Il furto in banca si fa in rete

Massimo Carboni

da Milano

Immaginate di ricevere una e-mail proveniente, almeno in apparenza, dalla vostra banca on-line, che presenta un link e vi invita a cliccarlo per accedere ad una pagina web dell’istituto. Sembra tutto regolare, l’e-mail non induce sospetti perché sembra in tutto e per tutto provenire proprio dal vostro istituto di credito, inoltre il link riporta ad una pagina assolutamente identica a quella della vostra banca in cui si invita l’utente ignaro ad inserire i propri dati di accesso, tipo account e password, con la scusa di una verifica o qualche altra scusa convenzionale, anche questa apparentemente credibile.

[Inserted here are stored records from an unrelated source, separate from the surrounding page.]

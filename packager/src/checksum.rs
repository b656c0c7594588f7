//! The persisted checksum record.
//!
//! `checksums.txt` is the only hand-off between packaging and manifest
//! generation. Each line is `<zip-name> <sha256-hex>`; lines are written
//! sorted by name and blank lines are ignored when reading.

use crate::artefact::name::ArtefactName;
use std::collections::BTreeMap;
use std::io::Write as _;
use std::path::{Path, PathBuf};
use thiserror::Error;
use xcpack_common::{DigestError, Sha256Digest};

/// File name of the checksum record inside the output directory.
pub const CHECKSUM_FILE_NAME: &str = "checksums.txt";

/// Errors arising from reading or writing the checksum record.
#[derive(Debug, Error)]
pub enum ChecksumError {
    /// The same zip name appears twice.
    #[error("duplicate checksum entry for {name}")]
    Duplicate {
        /// The repeated zip name.
        name: String,
    },

    /// A line is not `<name> <digest>`.
    #[error("malformed checksum line {line}: {content:?}")]
    Malformed {
        /// One-based line number.
        line: usize,
        /// The offending line.
        content: String,
    },

    /// A line carries an invalid digest.
    #[error("invalid digest on checksum line {line}: {source}")]
    InvalidDigest {
        /// One-based line number.
        line: usize,
        /// The validation failure.
        #[source]
        source: DigestError,
    },

    /// The record file could not be read or written.
    #[error("checksum record {}: {source}", path.display())]
    Io {
        /// The record path.
        path: PathBuf,
        /// The underlying I/O error.
        #[source]
        source: std::io::Error,
    },
}

/// Mapping from distribution zip name to its SHA-256 digest.
#[derive(Debug, Clone, Default, PartialEq, Eq)]
pub struct ChecksumRecord {
    entries: BTreeMap<String, Sha256Digest>,
}

impl ChecksumRecord {
    /// An empty record.
    #[must_use]
    pub fn new() -> Self {
        Self::default()
    }

    /// Add an entry.
    ///
    /// # Errors
    ///
    /// Returns [`ChecksumError::Duplicate`] if `name` is already present.
    pub fn insert(
        &mut self,
        name: impl Into<String>,
        digest: Sha256Digest,
    ) -> Result<(), ChecksumError> {
        let name = name.into();
        if self.entries.contains_key(&name) {
            return Err(ChecksumError::Duplicate { name });
        }
        self.entries.insert(name, digest);
        Ok(())
    }

    /// Digest recorded for a zip file name.
    #[must_use]
    pub fn get(&self, zip_name: &str) -> Option<&Sha256Digest> {
        self.entries.get(zip_name)
    }

    /// Digest recorded for an artefact's `<Name>.zip`.
    #[must_use]
    pub fn get_for_artefact(&self, name: &ArtefactName) -> Option<&Sha256Digest> {
        self.get(&name.zip_file_name())
    }

    /// Entries in name order.
    pub fn iter(&self) -> impl Iterator<Item = (&str, &Sha256Digest)> {
        self.entries.iter().map(|(k, v)| (k.as_str(), v))
    }

    /// Number of entries.
    #[must_use]
    pub fn len(&self) -> usize {
        self.entries.len()
    }

    /// Whether the record has no entries.
    #[must_use]
    pub fn is_empty(&self) -> bool {
        self.entries.is_empty()
    }

    /// Parse the text form.
    ///
    /// # Errors
    ///
    /// Returns [`ChecksumError`] for malformed lines, invalid digests, or
    /// duplicate names.
    pub fn parse(text: &str) -> Result<Self, ChecksumError> {
        let mut record = Self::new();
        for (index, raw) in text.lines().enumerate() {
            let line = index + 1;
            let trimmed = raw.trim();
            if trimmed.is_empty() {
                continue;
            }
            let mut fields = trimmed.split_whitespace();
            let (Some(name), Some(hex), None) = (fields.next(), fields.next(), fields.next()) else {
                return Err(ChecksumError::Malformed {
                    line,
                    content: raw.to_owned(),
                });
            };
            let digest = Sha256Digest::try_from(hex)
                .map_err(|source| ChecksumError::InvalidDigest { line, source })?;
            record.insert(name, digest)?;
        }
        Ok(record)
    }

    /// Render the text form, one sorted `<name> <digest>` line per entry.
    #[must_use]
    pub fn render(&self) -> String {
        self.entries
            .iter()
            .map(|(name, digest)| format!("{name} {digest}\n"))
            .collect()
    }

    /// Read a record file.
    ///
    /// # Errors
    ///
    /// Returns [`ChecksumError::Io`] when the file cannot be read, or a
    /// parse error.
    pub fn read(path: &Path) -> Result<Self, ChecksumError> {
        let text = std::fs::read_to_string(path).map_err(|source| ChecksumError::Io {
            path: path.to_path_buf(),
            source,
        })?;
        Self::parse(&text)
    }

    /// Atomically replace the record file at `path`.
    ///
    /// # Errors
    ///
    /// Returns [`ChecksumError::Io`] when the file cannot be written.
    pub fn write(&self, path: &Path) -> Result<(), ChecksumError> {
        let io_err = |source| ChecksumError::Io {
            path: path.to_path_buf(),
            source,
        };
        let dir = path
            .parent()
            .filter(|p| !p.as_os_str().is_empty())
            .unwrap_or_else(|| Path::new("."));
        std::fs::create_dir_all(dir).map_err(io_err)?;
        let mut temp = tempfile::NamedTempFile::new_in(dir).map_err(io_err)?;
        temp.write_all(self.render().as_bytes()).map_err(io_err)?;
        temp.persist(path).map_err(|e| io_err(e.error))?;
        Ok(())
    }
}

#[cfg(test)]
mod tests {
    use super::*;
    use rstest::rstest;
    use xcpack_common::sha256_of_bytes;

    fn sample() -> ChecksumRecord {
        let mut record = ChecksumRecord::new();
        record
            .insert("VendorCore.zip", sha256_of_bytes(b"core"))
            .expect("insert");
        record
            .insert("Alpha.zip", sha256_of_bytes(b"alpha"))
            .expect("insert");
        record
    }

    #[test]
    fn write_then_read_yields_same_mapping() {
        let dir = tempfile::tempdir().expect("temp dir");
        let path = dir.path().join("dist").join(CHECKSUM_FILE_NAME);
        let record = sample();
        record.write(&path).expect("write");
        assert_eq!(ChecksumRecord::read(&path).expect("read"), record);
    }

    #[test]
    fn render_sorts_by_name() {
        let text = sample().render();
        let names: Vec<&str> = text
            .lines()
            .filter_map(|l| l.split_whitespace().next())
            .collect();
        assert_eq!(names, vec!["Alpha.zip", "VendorCore.zip"]);
    }

    #[test]
    fn artefact_lookup_uses_zip_name() {
        let name = ArtefactName::try_from("Alpha").expect("name");
        assert_eq!(
            sample().get_for_artefact(&name),
            Some(&sha256_of_bytes(b"alpha"))
        );
    }

    #[test]
    fn blank_lines_are_ignored() {
        let text = format!("\n{}\n\n", sample().render());
        assert_eq!(ChecksumRecord::parse(&text).expect("parse").len(), 2);
    }

    #[test]
    fn duplicate_names_are_rejected() {
        let line = format!("Alpha.zip {}\n", sha256_of_bytes(b"a"));
        let err = ChecksumRecord::parse(&line.repeat(2)).expect_err("duplicate");
        assert!(matches!(err, ChecksumError::Duplicate { name } if name == "Alpha.zip"));
    }

    #[rstest]
    #[case::one_field("Alpha.zip")]
    #[case::three_fields("Alpha.zip abc def")]
    fn malformed_lines_report_line_number(#[case] line: &str) {
        let err = ChecksumRecord::parse(&format!("\n{line}\n")).expect_err("malformed");
        assert!(matches!(err, ChecksumError::Malformed { line: 2, .. }));
    }

    #[test]
    fn invalid_digest_is_rejected() {
        let err = ChecksumRecord::parse("Alpha.zip deadbeef\n").expect_err("short digest");
        assert!(matches!(err, ChecksumError::InvalidDigest { line: 1, .. }));
    }
}
//! Output verification.
//!
//! Recomputes the SHA-256 of every zip named in `checksums.txt` and
//! compares it with the recorded value. Zips present in the output
//! directory but absent from the record are reported without failing,
//! since a previous run may have left them behind.

use crate::checksum::{CHECKSUM_FILE_NAME, ChecksumRecord};
use crate::error::{PackagerError, Result};
use log::{info, warn};
use serde::Serialize;
use std::fs;
use std::path::Path;
use xcpack_common::compute_sha256;

/// Outcome of verifying an output directory.
#[derive(Debug, Clone, Default, PartialEq, Eq, Serialize)]
pub struct VerifyReport {
    /// Zips whose digest matches the record.
    pub verified: Vec<String>,
    /// Zips whose digest differs from the record.
    pub mismatched: Vec<String>,
    /// Recorded zips that are missing from the directory.
    pub missing: Vec<String>,
    /// Zips in the directory that the record does not mention.
    pub unrecorded: Vec<String>,
}

impl VerifyReport {
    /// Number of recorded archives that failed verification.
    #[must_use]
    pub fn failures(&self) -> usize {
        self.mismatched.len() + self.missing.len()
    }

    /// Whether every recorded archive verified.
    #[must_use]
    pub fn is_success(&self) -> bool {
        self.failures() == 0
    }

    /// Turn a failed report into [`PackagerError::VerificationFailed`].
    ///
    /// # Errors
    ///
    /// Returns the error when any recorded archive failed.
    pub fn into_result(self) -> Result<Self> {
        if self.is_success() {
            Ok(self)
        } else {
            Err(PackagerError::VerificationFailed {
                count: self.failures(),
            })
        }
    }
}

/// Verify the archives in `output_dir` against its checksum record.
///
/// `ignore` lists zip names that are expected but never recorded, such as
/// the combined archive.
///
/// # Errors
///
/// Returns [`PackagerError::Checksum`] when the record cannot be read and
/// [`PackagerError::Io`] when the directory cannot be listed. Mismatches
/// are reported in the returned [`VerifyReport`], not as errors.
pub fn verify_output(output_dir: &Path, ignore: &[String]) -> Result<VerifyReport> {
    let record = ChecksumRecord::read(&output_dir.join(CHECKSUM_FILE_NAME))?;
    let mut report = VerifyReport::default();

    for (zip_name, expected) in record.iter() {
        let path = output_dir.join(zip_name);
        if !path.is_file() {
            warn!("{zip_name}: recorded but missing from {}", output_dir.display());
            report.missing.push(zip_name.to_owned());
            continue;
        }
        let actual = compute_sha256(&path)?;
        if &actual == expected {
            info!("{zip_name}: OK");
            report.verified.push(zip_name.to_owned());
        } else {
            warn!("{zip_name}: checksum mismatch (recorded {expected}, actual {actual})");
            report.mismatched.push(zip_name.to_owned());
        }
    }

    let entries = fs::read_dir(output_dir).map_err(PackagerError::io(output_dir))?;
    for entry in entries {
        let entry = entry.map_err(PackagerError::io(output_dir))?;
        let file_name = entry.file_name().to_string_lossy().into_owned();
        let is_zip = Path::new(&file_name)
            .extension()
            .is_some_and(|ext| ext == "zip");
        if is_zip && record.get(&file_name).is_none() && !ignore.contains(&file_name) {
            warn!("{file_name}: not listed in {CHECKSUM_FILE_NAME}");
            report.unrecorded.push(file_name);
        }
    }
    report.unrecorded.sort();
    Ok(report)
}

A questo punto inserendo i codici segreti vi ritrovate, dopo qualche tempo, il conto corrente alleggerito.
Se fosse andata così, sareste stati vittime inconsapevoli di un «phisher», ovvero un truffatore che cerca di carpire i dati personali degli utenti inviando mail del tutto simili a quelle di banche, organizzazioni finanziarie o entità di commercio on-line e che rimandano a pagine web assolutamente identiche a quelle delle organizzazioni ufficiali. In realtà non molti cadono in truffe di questo tipo e la richiesta di dati personali via mail rappresenta da sola un campanello di allarme che molti avvertono e riconoscono. Tuttavia le vittime di questa truffa sono in aumento.
Fra dicembre 2004 e gennaio 2005 i tentativi di frode sono stati 12mila e 900, mentre i siti dai quali sono partite le incursioni hanno toccato la quota record di 2.560 unità: un progresso di ben 47 punti percentuali, sempre fra fine 2004 e inizio 2005.

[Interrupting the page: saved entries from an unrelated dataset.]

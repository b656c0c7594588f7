//! Per-architecture builds of the source checkout.
//!
//! Each architecture is built with its own scratch directory:
//!
//! ```text
//! swift build -c release --triple <triple> --scratch-path <scratch>/<arch> [--sdk <sdk>]
//! ```
//!
//! Objects are then collected from
//! `<scratch>/<arch>/<build-triple>/release/<Module>.build/**/*.o`, keyed by
//! module so that assembly can pick exactly the modules belonging to one
//! artefact.

use crate::config::{BuildSection, PlatformSection};
use crate::error::{PackagerError, Result};
use log::{debug, info, warn};
use std::collections::BTreeMap;
use std::fmt;
use std::path::{Path, PathBuf};
use walkdir::WalkDir;
use xcpack_common::{CommandError, CommandExecutor, CommandSpec, run_checked};
use xcpack_fatbin::Architecture;

/// Suffix of the per-module object directories the build tool writes.
const MODULE_DIR_SUFFIX: &str = ".build";

/// An Apple target triple such as `arm64-apple-ios13.0-simulator`.
#[derive(Debug, Clone, PartialEq, Eq)]
pub struct Triple {
    architecture: Architecture,
    os: String,
    version: String,
    variant: Option<String>,
}

impl Triple {
    /// Build the triple for `architecture` on the configured platform.
    #[must_use]
    pub fn new(architecture: Architecture, platform: &PlatformSection) -> Self {
        Self {
            architecture,
            os: platform.triple_os().to_owned(),
            version: platform.deployment_target.clone(),
            variant: platform.variant.clone(),
        }
    }

    /// The directory name the build tool uses under its scratch path.
    ///
    /// This is the triple without the deployment version.
    ///
    /// # Examples
    ///
    /// ```
    /// use xcpack_fatbin::Architecture;
    /// use xcpack_packager::builder::Triple;
    /// use xcpack_packager::config::PlatformSection;
    ///
    /// let platform = PlatformSection {
    ///     os: "ios".to_owned(),
    ///     deployment_target: "13.0".to_owned(),
    ///     variant: Some("simulator".to_owned()),
    ///     architectures: Architecture::ALL.to_vec(),
    /// };
    /// let triple = Triple::new(Architecture::Arm64, &platform);
    /// assert_eq!(triple.to_string(), "arm64-apple-ios13.0-simulator");
    /// assert_eq!(triple.build_dir_name(), "arm64-apple-ios-simulator");
    /// ```
    #[must_use]
    pub fn build_dir_name(&self) -> String {
        let mut name = format!("{}-apple-{}", self.architecture, self.os);
        if let Some(variant) = &self.variant {
            name.push('-');
            name.push_str(variant);
        }
        name
    }
}

impl fmt::Display for Triple {
    fn fmt(&self, f: &mut fmt::Formatter<'_>) -> fmt::Result {
        write!(f, "{}-apple-{}{}", self.architecture, self.os, self.version)?;
        if let Some(variant) = &self.variant {
            write!(f, "-{variant}")?;
        }
        Ok(())
    }
}

/// Compiled objects for one architecture, grouped by module.
#[derive(Debug, Clone, PartialEq, Eq)]
pub struct BuildOutput {
    /// The architecture the objects were compiled for.
    pub architecture: Architecture,
    /// The build tool's release directory.
    pub release_dir: PathBuf,
    /// Object files per module, each list sorted by path.
    pub modules: BTreeMap<String, Vec<PathBuf>>,
}

impl BuildOutput {
    /// Scan `release_dir` for per-module object files.
    ///
    /// # Errors
    ///
    /// Returns [`PackagerError::MissingReleaseDir`] when the directory does
    /// not exist and [`PackagerError::Io`] when it cannot be read.
    pub fn collect(architecture: Architecture, release_dir: &Path) -> Result<Self> {
        if !release_dir.is_dir() {
            return Err(PackagerError::MissingReleaseDir {
                architecture,
                path: release_dir.to_path_buf(),
            });
        }

        let mut modules = BTreeMap::new();
        let entries = std::fs::read_dir(release_dir).map_err(PackagerError::io(release_dir))?;
        for entry in entries {
            let entry = entry.map_err(PackagerError::io(release_dir))?;
            let file_name = entry.file_name();
            let Some(module) = file_name
                .to_str()
                .and_then(|n| n.strip_suffix(MODULE_DIR_SUFFIX))
            else {
                continue;
            };
            let path = entry.path();
            if !path.is_dir() {
                continue;
            }
            let objects = collect_objects(&path)?;
            if objects.is_empty() {
                debug!("{architecture}: module {module} has no objects");
                continue;
            }
            modules.insert(module.to_owned(), objects);
        }

        Ok(Self {
            architecture,
            release_dir: release_dir.to_path_buf(),
            modules,
        })
    }

    /// Objects for `module`, if it was built.
    #[must_use]
    pub fn objects_for(&self, module: &str) -> Option<&[PathBuf]> {
        self.modules.get(module).map(Vec::as_slice)
    }
}

fn collect_objects(module_dir: &Path) -> Result<Vec<PathBuf>> {
    let mut objects = Vec::new();
    for entry in WalkDir::new(module_dir).sort_by_file_name() {
        let entry = entry.map_err(|e| PackagerError::Io {
            path: module_dir.to_path_buf(),
            source: e.into(),
        })?;
        if entry.file_type().is_file() && entry.path().extension().is_some_and(|e| e == "o") {
            objects.push(entry.into_path());
        }
    }
    Ok(objects)
}

/// Everything needed to build the checkout for each architecture.
#[derive(Debug, Clone, Copy)]
pub struct BuildRequest<'a> {
    /// The source checkout.
    pub source_dir: &'a Path,
    /// Parent of the per-architecture scratch directories.
    pub scratch_root: &'a Path,
    /// Build tool settings.
    pub build: &'a BuildSection,
    /// Target platform.
    pub platform: &'a PlatformSection,
}

impl BuildRequest<'_> {
    /// Scratch directory for one architecture.
    #[must_use]
    pub fn scratch_dir(&self, architecture: Architecture) -> PathBuf {
        self.scratch_root.join(architecture.as_str())
    }

    /// The build tool invocation for one architecture.
    #[must_use]
    pub fn command(&self, architecture: Architecture) -> CommandSpec {
        let triple = Triple::new(architecture, self.platform);
        let scratch = self.scratch_dir(architecture);
        let mut spec = CommandSpec::new(&self.build.tool)
            .args(["build", "-c", "release", "--triple"])
            .arg(triple.to_string())
            .arg("--scratch-path")
            .arg(scratch.to_string_lossy())
            .current_dir(self.source_dir)
            .timeout(self.build.timeout());
        if let Some(sdk) = &self.build.sdk {
            spec = spec.arg("--sdk").arg(sdk.as_str());
        }
        spec
    }

    /// Where the build leaves its release products for one architecture.
    #[must_use]
    pub fn release_dir(&self, architecture: Architecture) -> PathBuf {
        let triple = Triple::new(architecture, self.platform);
        self.scratch_dir(architecture)
            .join(triple.build_dir_name())
            .join("release")
    }
}

/// Build one architecture and collect its objects.
///
/// On timeout the partial scratch directory is removed.
///
/// # Errors
///
/// Returns [`PackagerError::Build`] when the tool fails and
/// [`PackagerError::MissingReleaseDir`] when it leaves no release output.
pub fn build_architecture(
    executor: &dyn CommandExecutor,
    request: &BuildRequest<'_>,
    architecture: Architecture,
) -> Result<BuildOutput> {
    let spec = request.command(architecture);
    info!("building {architecture}: {spec}");
    if let Err(source) = run_checked(executor, &spec) {
        if matches!(source, CommandError::TimedOut { .. }) {
            let scratch = request.scratch_dir(architecture);
            if let Err(e) = std::fs::remove_dir_all(&scratch) {
                warn!("could not remove partial build {}: {e}", scratch.display());
            }
        }
        return Err(PackagerError::Build {
            architecture,
            source,
        });
    }
    let output = BuildOutput::collect(architecture, &request.release_dir(architecture))?;
    info!(
        "{architecture}: collected objects for {} module(s)",
        output.modules.len()
    );
    Ok(output)
}

/// Build every architecture, concurrently when `request.build.parallel`.
///
/// Outputs are returned in the order of `architectures`. Both builds run
/// to completion before any error is reported.
///
/// # Errors
///
/// Returns the first failing architecture's error.
pub fn build_all(
    executor: &dyn CommandExecutor,
    request: &BuildRequest<'_>,
    architectures: &[Architecture],
) -> Result<Vec<BuildOutput>> {
    if !request.build.parallel {
        return architectures
            .iter()
            .map(|&arch| build_architecture(executor, request, arch))
            .collect();
    }

    let results: Vec<Result<BuildOutput>> = std::thread::scope(|scope| {
        let handles: Vec<_> = architectures
            .iter()
            .map(|&arch| (arch, scope.spawn(move || build_architecture(executor, request, arch))))
            .collect();
        handles
            .into_iter()
            .map(|(architecture, handle)| {
                handle
                    .join()
                    .unwrap_or(Err(PackagerError::BuildPanicked { architecture }))
            })
            .collect()
    });
    results.into_iter().collect()
}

La crescita è comprensibile: si tratta di un meccanismo che può portare guadagni considerevoli soprattutto se applicato su vasta scala. Basta ricreare un sito «clone» in cui indirizzare l’utente, curato con tutti i dettagli, le font e l’iconografia del sito ufficiale e inviare, attraverso un qualsiasi client di posta, migliaia di mail in tutta la rete. Basta che una piccola percentuale di utenti «abbocchi» e la truffa diventa subito redditizia. Si gioca quindi sui grandi numeri, certi, come spesso accade, che almeno un utente su mille possa cadere incautamente vittima dell’inganno. I siti «cloni» sono ospitati prevalentemente da nazioni extraeuropee.
La lista vede in testa gli Stati Uniti con il 37% dei casi, la Cina con il 28%, la Corea con l’11%, il Brasile con il 3,97%, la Germania (2,95%), il Giappone (2,46%), il Canada (2,28%) e le altre nazioni con percentuali inferiori al 2%. Purtroppo questi fenomeni di truffa sono difficilmente circoscrivibili, finito uno se ne affaccia all’orizzonte un altro, logica conseguenza dell’aumento delle transazioni monetarie e delle operazioni bancarie on-line. Quindi non stupisce se dopo il phishing un altro sistema di truffa on-line sta balzando agli onori della cronaca.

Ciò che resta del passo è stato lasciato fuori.